2016 — Nonlinearity and Endogeneity in Health Services Research
Garrido MM, James J. Peters VAMC REAP/GRECC; Mount Sinai School of Medicine; Deb P, City University of New York; Burgess, Jr. JF, COLMR - VA Boston Healthcare System; Boston University School of Public Health; Penrod JD, James J. Peters VAMC REAP/GRECC; Mount Sinai School of Medicine;
Common outcomes in health services research, including costs and utilization, require a thorough understanding of how to approach issues of skewness, non-negative outcomes, censoring, and endogeneity. In this workshop, we will tackle some of these issues with the following two objectives: 1) To demonstrate several models for analyzing endogenous treatment effect models for nonlinear outcomes: a) propensity scores, b) control functions, and c) full information maximum simulated likelihood (FIMSL). 2) To distinguish between types of treatment effects commonly reported from these methods, including average treatment effect on the treated (ATET), average treatment effect (ATE), and local average treatment effect (LATE).
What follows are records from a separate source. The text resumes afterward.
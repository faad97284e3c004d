//! Formatted output helpers for CLI commands.
//!
//! Results go to stdout, failures to stderr, so scripted callers can
//! collect the names that succeeded.

#![allow(clippy::print_stdout, clippy::print_stderr)]

use chrono::{DateTime, Utc};
use halt_common::types::ContainerState;
use halt_runtime::state::StateSnapshot;

/// One line of `ps` output.
#[derive(Debug, Clone)]
pub struct Row {
    /// Short container id.
    pub id: String,
    /// Container name.
    pub name: String,
    /// Human-readable status.
    pub status: String,
    /// Process id, `0` when not running.
    pub pid: u32,
    /// Error left behind by a failed removal.
    pub removal_error: Option<String>,
}

/// Prints `line` to stdout.
pub fn print_line(line: &str) {
    println!("{line}");
}

/// Prints `message` to stderr.
pub fn print_error(message: &str) {
    eprintln!("Error: {message}");
}

/// Prints `rows` as an aligned table.
pub fn print_table(rows: &[Row]) {
    println!("{:<14} {:<20} {:<28} {:<8}", "CONTAINER ID", "NAME", "STATUS", "PID");
    for row in rows {
        let pid = if row.pid == 0 {
            "-".to_owned()
        } else {
            row.pid.to_string()
        };
        println!("{:<14} {:<20} {:<28} {:<8}", row.id, row.name, row.status, pid);
        if let Some(err) = &row.removal_error {
            println!("  removal failed: {err}");
        }
    }
}

/// Describes a container's state the way `ps` shows it, e.g.
/// `Exited (137) 5 minutes ago`.
#[must_use]
pub fn format_status(
    state: &StateSnapshot,
    finished_at: Option<DateTime<Utc>>,
    now: DateTime<Utc>,
) -> String {
    match state.status {
        ContainerState::Created => "Created".to_owned(),
        ContainerState::Running => "Up".to_owned(),
        ContainerState::Paused => "Up (Paused)".to_owned(),
        ContainerState::Restarting => "Restarting".to_owned(),
        ContainerState::Dead => "Dead".to_owned(),
        ContainerState::Removed => "Removal complete".to_owned(),
        ContainerState::Exited => {
            let code = state
                .exit_code
                .map_or_else(|| "?".to_owned(), |c| c.to_string());
            match finished_at {
                Some(at) => format!("Exited ({code}) {} ago", format_age(now - at)),
                None => format!("Exited ({code})"),
            }
        }
    }
}

fn format_age(age: chrono::TimeDelta) -> String {
    let secs = age.num_seconds().max(0);
    match secs {
        0..=1 => "1 second".to_owned(),
        2..=59 => format!("{secs} seconds"),
        60..=119 => "1 minute".to_owned(),
        120..=3599 => format!("{} minutes", secs / 60),
        3600..=7199 => "1 hour".to_owned(),
        7200..=86_399 => format!("{} hours", secs / 3600),
        _ => format!("{} days", secs / 86_400),
    }
}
Using VA cost and utilization data, we will demonstrate the construction of models with propensity scores, control functions (including the special case of two-stage residual inclusion), and FIMSL. We will describe the advantages and disadvantages of each set of methods and will demonstrate the use of Stata code for control function models. In addition, we will use VA data from a single cost study to demonstrate the differences among types of treatment effects. Participants will be encouraged to send methodological questions to the lead author at least the day prior to the workshop that can be worked through as a group. There will be dedicated time for participant questions and discussion.
This workshop is targeted to health services researchers, statisticians, and methodologists.
Assumed Audience Familiarity with Topic:
The audience should have a basic understanding of regression techniques.